You may have read Hannah Arendt’s great commentary on rights in Origins of Totalitarianism. She argues that the only right that really matters is the ability to transact politically to ensure your interests are protected. Abstract rights without that make no sense because they are arbitrary and their protection has often failed. She quotes the existence of all sorts of rights that allegedly still existed under the constitution in 1930s Germany but were all flouted.

Through this logic she ends up agreeing with Burkes critique of universal rights. He argues that rights divorced from context are equally meaningless. Is it good that a Highwayman is free? I cannot know without context. This also points to the importance of history and continuity. The French Revolution literally was an attempt to rethink the world from scratch. Both Burke and Arendt would argue that this can never work.

In our own era this explains too the ideological conflict we are seeing. People who have the woke definition of rights have a similarly defined universalist world view that they want everyone else to “enjoy”. Just as with the French Revolution this is a recipe for internal and external war. Which is what we are seeing.

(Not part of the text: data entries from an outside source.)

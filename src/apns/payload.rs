use serde::{Deserialize, Serialize};
use serde_json::{Map, Value};

use crate::models::Message;

/// Alert dictionary of the APNs JSON payload.
#[derive(Debug, Clone, PartialEq, Serialize, Deserialize)]
pub struct ApnsAlert {
    pub title: String,
    pub body: String,
}

/// The `aps` dictionary: structured, provider-interpreted fields.
#[derive(Debug, Clone, PartialEq, Serialize, Deserialize)]
pub struct Aps {
    pub alert: ApnsAlert,
    #[serde(skip_serializing_if = "Option::is_none")]
    pub badge: Option<u32>,
    #[serde(skip_serializing_if = "Option::is_none")]
    pub sound: Option<String>,
    #[serde(
        rename = "content-available",
        skip_serializing_if = "Option::is_none"
    )]
    pub content_available: Option<u8>,
    #[serde(skip_serializing_if = "Option::is_none")]
    pub category: Option<String>,
    #[serde(rename = "thread-id", skip_serializing_if = "Option::is_none")]
    pub thread_id: Option<String>,
}

/// Full APNs payload: the `aps` dictionary plus top-level custom data.
#[derive(Debug, Clone, PartialEq, Serialize, Deserialize)]
pub struct ApnsPayload {
    pub aps: Aps,
    #[serde(flatten)]
    pub custom: Map<String, Value>,
}

impl ApnsPayload {
    /// Builds the payload from a provider-agnostic message.
    ///
    /// The message text fills both alert title and body (the message
    /// model has no separate title). Recognized structured options are
    /// consumed into the `aps` dictionary; every remaining option
    /// becomes a custom field, so structured keys never leak into the
    /// custom-data section.
    pub fn from_message(message: &Message) -> Self {
        let mut options = message.options().clone();

        let badge = options
            .remove("badge")
            .and_then(|v| v.as_u64())
            .map(|v| v as u32);
        let sound = options
            .remove("sound")
            .and_then(|v| v.as_str().map(str::to_owned));
        let content_available = options.remove("contentAvailable").and_then(|v| match v {
            Value::Bool(true) => Some(1),
            Value::Bool(false) => None,
            Value::Number(n) => n.as_u64().map(|n| n.min(1) as u8),
            _ => None,
        });
        let category = options
            .remove("category")
            .and_then(|v| v.as_str().map(str::to_owned));
        let thread_id = options
            .remove("threadId")
            .and_then(|v| v.as_str().map(str::to_owned));

        let custom: Map<String, Value> = options.into_iter().collect();

        Self {
            aps: Aps {
                alert: ApnsAlert {
                    title: message.text().to_owned(),
                    body: message.text().to_owned(),
                },
                badge,
                sound,
                content_available,
                category,
                thread_id,
            },
            custom,
        }
    }
}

The woke groups want the world to embrace and promote rights associated with acts that were even illegal just a generation ago even in most western countries. Perhaps the change will come organically but to try to force it across cultures is reckless in the extreme. China and Russia are far more the pragmatists in international affairs right now versus the west, which is ideological. Maybe the west has always been like that, just with different ideologies, but in the past it had power. Which takes us back to your essay. Creating rights is ultimately a power game!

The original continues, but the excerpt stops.